Luckily the 5 hour drive to the campsite was relatively uneventful and we arrived in time to set up camp and be saddled up for noon.










Spent that afternoon exploring the local trails between the campsite and the Hudson river. We got to a nice vista overlook and got to entertain people tubing and kayaking in the river. Got to see a variety of terrain ranging from wooded single path trail to gravel roads that just begged for a gallop (according to my garmin, we hit 31.5 mph during one leg-stretcher!!). 


https://www.youtube.com/watch?v=PB_TJkdv6Co





















https://www.youtube.com/watch?v=yEL_4FwN2Gs


















After the ride, we went to a local Italian place for dinner, then to the rodeo. I was surprised to hear this rodeo was the oldest weekly rodeo in the country and a lot of people used it for NFR qualification. Good show!

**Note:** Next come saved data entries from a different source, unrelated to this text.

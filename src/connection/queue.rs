//! Last-write-wins update queue
//!
//! Pending section edits buffered while the channel is not flushable. One
//! entry per section: a newer edit overwrites the buffered one in place, so
//! only the latest content per section is ever sent. Entries keep their
//! original position, which preserves enqueue order across sections during
//! a flush pass.

use std::time::Instant;

use crate::error::TransportError;

/// The most recent not-yet-sent edit for one section.
#[derive(Debug, Clone)]
pub struct PendingUpdate {
    pub section_id: String,
    pub content: String,
    /// When this content was queued; newest write per section wins.
    pub queued_at: Instant,
}

/// Per-section last-write-wins buffer.
#[derive(Debug, Default)]
pub struct UpdateQueue {
    entries: Vec<PendingUpdate>,
}

impl UpdateQueue {
    pub fn new() -> Self {
        Self::default()
    }

    /// Queue `content` for `section_id`, superseding any buffered edit for
    /// the same section. No history is retained.
    pub fn enqueue(&mut self, section_id: &str, content: String) {
        let now = Instant::now();
        if let Some(entry) = self
            .entries
            .iter_mut()
            .find(|entry| entry.section_id == section_id)
        {
            entry.content = content;
            entry.queued_at = now;
            return;
        }
        self.entries.push(PendingUpdate {
            section_id: section_id.to_string(),
            content,
            queued_at: now,
        });
    }

    pub fn is_empty(&self) -> bool {
        self.entries.is_empty()
    }

    pub fn len(&self) -> usize {
        self.entries.len()
    }

    /// Send every queued entry in enqueue order. An entry whose send fails
    /// is logged and dropped rather than retried, so one bad payload cannot
    /// wedge the queue. Returns the number of entries sent.
    pub fn flush<F>(&mut self, mut send: F) -> usize
    where
        F: FnMut(&PendingUpdate) -> Result<(), TransportError>,
    {
        let mut sent = 0;
        for entry in self.entries.drain(..) {
            match send(&entry) {
                Ok(()) => sent += 1,
                Err(err) => {
                    tracing::warn!(
                        section_id = %entry.section_id,
                        error = %err,
                        "dropping queued update after send failure"
                    );
                }
            }
        }
        sent
    }
}

#[cfg(test)]
mod tests {
    use super::*;

    #[test]
    fn test_last_write_wins_per_section() {
        let mut queue = UpdateQueue::new();
        queue.enqueue("abstract", "a".to_string());
        queue.enqueue("abstract", "b".to_string());

        assert_eq!(queue.len(), 1);
        let mut sent = Vec::new();
        queue.flush(|entry| {
            sent.push((entry.section_id.clone(), entry.content.clone()));
            Ok(())
        });
        assert_eq!(sent, vec![("abstract".to_string(), "b".to_string())]);
        assert!(queue.is_empty());
    }

    #[test]
    fn test_flush_preserves_enqueue_order_across_sections() {
        let mut queue = UpdateQueue::new();
        queue.enqueue("abstract", "1".to_string());
        queue.enqueue("methods", "2".to_string());
        queue.enqueue("abstract", "3".to_string());

        let mut order = Vec::new();
        queue.flush(|entry| {
            order.push(entry.section_id.clone());
            Ok(())
        });
        // Superseding an entry does not move it to the back.
        assert_eq!(order, vec!["abstract".to_string(), "methods".to_string()]);
    }

    #[test]
    fn test_failed_entry_is_dropped_without_blocking_others() {
        let mut queue = UpdateQueue::new();
        queue.enqueue("abstract", "a".to_string());
        queue.enqueue("methods", "b".to_string());
        queue.enqueue("results", "c".to_string());

        let mut delivered = Vec::new();
        let sent = queue.flush(|entry| {
            if entry.section_id == "methods" {
                return Err(TransportError::NotOpen);
            }
            delivered.push(entry.section_id.clone());
            Ok(())
        });

        assert_eq!(sent, 2);
        assert_eq!(delivered, vec!["abstract".to_string(), "results".to_string()]);
        // The failed entry is gone for good.
        assert!(queue.is_empty());
    }
}
//! Subscription handle
//!
//! The per-UI-instance view onto a shared connection. A handle exposes the
//! connected flag, the current error (transient errors expire on their own,
//! terminal ones persist), and `send_update`; dropping it deregisters the
//! subscriber, and when the last one goes the connection schedules its
//! grace-delay teardown.

use std::sync::atomic::{AtomicBool, AtomicU64, Ordering};
use std::sync::Arc;
use std::time::Duration;

use parking_lot::Mutex;
use tokio::sync::mpsc;

use crate::connection::{Command, SubscriberEvent, SubscriberId, SubscriberSink};
use crate::error::SyncError;

type UpdateCallback = Box<dyn Fn(&str, &str) + Send + Sync>;

/// State shared between a subscription handle and the connection's fan-out.
pub(crate) struct SubscriptionState {
    connected: AtomicBool,
    error: Mutex<Option<SyncError>>,
    /// Bumped on every error change so a stale expiry task never clears a
    /// newer error.
    error_generation: AtomicU64,
    transient_error_ttl: Duration,
    on_external_update: UpdateCallback,
}

impl SubscriptionState {
    pub(crate) fn new(on_external_update: UpdateCallback, transient_error_ttl: Duration) -> Self {
        Self {
            connected: AtomicBool::new(false),
            error: Mutex::new(None),
            error_generation: AtomicU64::new(0),
            transient_error_ttl,
            on_external_update,
        }
    }

    fn apply(this: &Arc<Self>, event: &SubscriberEvent) {
        match event {
            SubscriberEvent::Connected => {
                this.connected.store(true, Ordering::SeqCst);
                this.clear_error();
            }
            SubscriberEvent::Disconnected => {
                this.connected.store(false, Ordering::SeqCst);
            }
            SubscriberEvent::ExternalUpdate {
                section_id,
                content,
            } => {
                (this.on_external_update)(section_id, content);
            }
            SubscriberEvent::TransientError(error) => {
                let generation = this.error_generation.fetch_add(1, Ordering::SeqCst) + 1;
                *this.error.lock() = Some(error.clone());

                let state = Arc::clone(this);
                let ttl = this.transient_error_ttl;
                tokio::spawn(async move {
                    tokio::time::sleep(ttl).await;
                    if state.error_generation.load(Ordering::SeqCst) == generation {
                        *state.error.lock() = None;
                    }
                });
            }
            SubscriberEvent::FatalError(error) => {
                this.error_generation.fetch_add(1, Ordering::SeqCst);
                *this.error.lock() = Some(error.clone());
                this.connected.store(false, Ordering::SeqCst);
            }
        }
    }

    fn clear_error(&self) {
        self.error_generation.fetch_add(1, Ordering::SeqCst);
        *self.error.lock() = None;
    }
}

/// Adapter registered with the connection's subscriber set.
pub(crate) struct StateSink {
    state: Arc<SubscriptionState>,
}

impl StateSink {
    pub(crate) fn new(state: Arc<SubscriptionState>) -> Self {
        Self { state }
    }
}

impl SubscriberSink for StateSink {
    fn deliver(&self, event: &SubscriberEvent) {
        SubscriptionState::apply(&self.state, event);
    }
}

/// One UI instance's registration against a document's shared connection.
///
/// Created by [`SyncRegistry::subscribe`](crate::SyncRegistry::subscribe);
/// unsubscribes automatically on drop.
pub struct Subscription {
    document_id: String,
    subscriber_id: SubscriberId,
    commands: mpsc::UnboundedSender<Command>,
    state: Arc<SubscriptionState>,
}

impl Subscription {
    pub(crate) fn new(
        document_id: String,
        subscriber_id: SubscriberId,
        commands: mpsc::UnboundedSender<Command>,
        state: Arc<SubscriptionState>,
    ) -> Self {
        Self {
            document_id,
            subscriber_id,
            commands,
            state,
        }
    }

    pub fn document_id(&self) -> &str {
        &self.document_id
    }

    /// Whether the shared channel is currently open.
    pub fn is_connected(&self) -> bool {
        self.state.connected.load(Ordering::SeqCst)
    }

    /// The current error surface, if any. Transient errors clear themselves
    /// after a TTL or on reconnect; terminal errors persist.
    pub fn error(&self) -> Option<SyncError> {
        self.state.error.lock().clone()
    }

    /// Queue an edit for `section_id` and flush it if the channel is open.
    /// While offline the latest edit per section stays queued and goes out
    /// on reconnect. Never fails from the caller's perspective.
    pub fn send_update(&self, section_id: &str, content: &str) {
        let send = self.commands.send(Command::SendUpdate {
            section_id: section_id.to_string(),
            content: content.to_string(),
        });
        if send.is_err() {
            tracing::debug!(
                document_id = %self.document_id,
                section_id = %section_id,
                "update sent to a closed connection; dropped"
            );
        }
    }
}

impl Drop for Subscription {
    fn drop(&mut self) {
        let _ = self.commands.send(Command::Unsubscribe {
            subscriber_id: self.subscriber_id,
        });
    }
}

#[cfg(test)]
mod tests {
    use super::*;

    fn state_with_ttl(ttl: Duration) -> Arc<SubscriptionState> {
        Arc::new(SubscriptionState::new(Box::new(|_, _| {}), ttl))
    }

    #[tokio::test]
    async fn test_connected_flag_follows_status_events() {
        let state = state_with_ttl(Duration::from_secs(5));
        assert!(!state.connected.load(Ordering::SeqCst));

        SubscriptionState::apply(&state, &SubscriberEvent::Connected);
        assert!(state.connected.load(Ordering::SeqCst));

        SubscriptionState::apply(&state, &SubscriberEvent::Disconnected);
        assert!(!state.connected.load(Ordering::SeqCst));
    }

    #[tokio::test(start_paused = true)]
    async fn test_transient_error_expires() {
        let state = state_with_ttl(Duration::from_secs(5));
        SubscriptionState::apply(
            &state,
            &SubscriberEvent::TransientError(SyncError::ConnectionLost),
        );
        assert_eq!(*state.error.lock(), Some(SyncError::ConnectionLost));

        tokio::time::sleep(Duration::from_secs(6)).await;
        assert_eq!(*state.error.lock(), None);
    }

    #[tokio::test(start_paused = true)]
    async fn test_fatal_error_outlives_transient_expiry() {
        let state = state_with_ttl(Duration::from_secs(5));
        SubscriptionState::apply(
            &state,
            &SubscriberEvent::TransientError(SyncError::ConnectionLost),
        );
        SubscriptionState::apply(
            &state,
            &SubscriberEvent::FatalError(SyncError::AttemptsExhausted(5)),
        );

        // The transient expiry task fires but must not clear the newer
        // fatal error.
        tokio::time::sleep(Duration::from_secs(6)).await;
        assert_eq!(*state.error.lock(), Some(SyncError::AttemptsExhausted(5)));
    }

    #[tokio::test]
    async fn test_reconnect_clears_transient_error() {
        let state = state_with_ttl(Duration::from_secs(500));
        SubscriptionState::apply(
            &state,
            &SubscriberEvent::TransientError(SyncError::ConnectionLost),
        );
        SubscriptionState::apply(&state, &SubscriberEvent::Connected);
        assert_eq!(*state.error.lock(), None);
    }

    #[tokio::test]
    async fn test_external_updates_reach_the_callback() {
        let received = Arc::new(Mutex::new(Vec::new()));
        let sink_log = Arc::clone(&received);
        let state = Arc::new(SubscriptionState::new(
            Box::new(move |section_id, content| {
                sink_log.lock().push((section_id.to_string(), content.to_string()));
            }),
            Duration::from_secs(5),
        ));

        SubscriptionState::apply(
            &state,
            &SubscriberEvent::ExternalUpdate {
                section_id: "abstract".to_string(),
                content: "hello".to_string(),
            },
        );
        assert_eq!(
            *received.lock(),
            vec![("abstract".to_string(), "hello".to_string())]
        );
    }
}
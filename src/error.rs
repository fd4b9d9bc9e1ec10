//! Error types for the grid search toolkit

use std::fmt;

/// Errors surfaced while setting up a search.
///
/// Running out of frontier is not an error: strategies report it through
/// `SearchResult::found`.
#[derive(Debug, Clone, PartialEq, Eq)]
pub enum SearchError {
    /// Grid dimensions, start or target are unusable
    InvalidConfiguration(String),
    /// Algorithm name did not match any strategy
    UnknownAlgorithm(String),
}

impl fmt::Display for SearchError {
    fn fmt(&self, f: &mut fmt::Formatter<'_>) -> fmt::Result {
        match self {
            SearchError::InvalidConfiguration(msg) => write!(f, "Invalid configuration: {}", msg),
            SearchError::UnknownAlgorithm(name) => write!(
                f,
                "Unknown algorithm '{}' (expected bfs, dfs, ucs, dls, iddfs, bidirectional or all)",
                name
            ),
        }
    }
}

impl std::error::Error for SearchError {}

/// Result type alias for grid search operations
pub type Result<T> = std::result::Result<T, SearchError>;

Saturday, the others in the group went to Saratoga racetrack for the day. Dean and I had decided to go back out on some of the trail we had seen the day before, but to do it at training pace (the friends are not endurance riders but show people who actually enjoy trail riding at times). We had a lovely morning ride, with agreeable weather and empty trails. The horses felt great and were happy to move out. We stopped back at camp for lunch, then hooked up with some new friends for a trek to a local ice cream store. That ride didn't go quite according to plan as one of the beginners parted ways with her horse halfway there, but she was fine and a couple others who hadn't wanted ice cream anyway turned back with her. I was sorry to see the lady come off, but wasn't sorry to split with the group as beginners had not been part of the arrangement when we first agreed to go out with the people. Dinner was cooked over a campfire, which I haven't done in years.




















Sunday morning, we went out with our original friends again and explored some new trails. We had a nice 2 hour ride before returning to camp and packing up for the journey home. The trip took a bit longer as there was a lot of weekend traffic, but was overall uneventful. I was very excited to get home and see the results of the new helmet-cam.


----------



## huntfishnride (Jan 25, 2012)

Thanks for sharing. Pretty area.


----------



## gunslinger (Sep 17, 2011)

Yep, beautiful country for sure.....I dont' see any sign of color changing yet.

Surely it can't be long?


----------



## phantomhorse13 (Feb 18, 2011)

gunslinger said:


> Yep, beautiful country for sure.....I dont' see any sign of color changing yet.
> 
> Surely it can't be long?



The colors start sooner up north, but for my area, we get the peak color in mid to late october. I do wonder, however, what craziness mother nature will cook up for us this year. Two years ago it was so dry, all the leaves just dried up and died without changing color. Last year, we got a freak October snowfall that stripped most of the leaves from the trees before they changed. Hopefully this year we get a break!


----------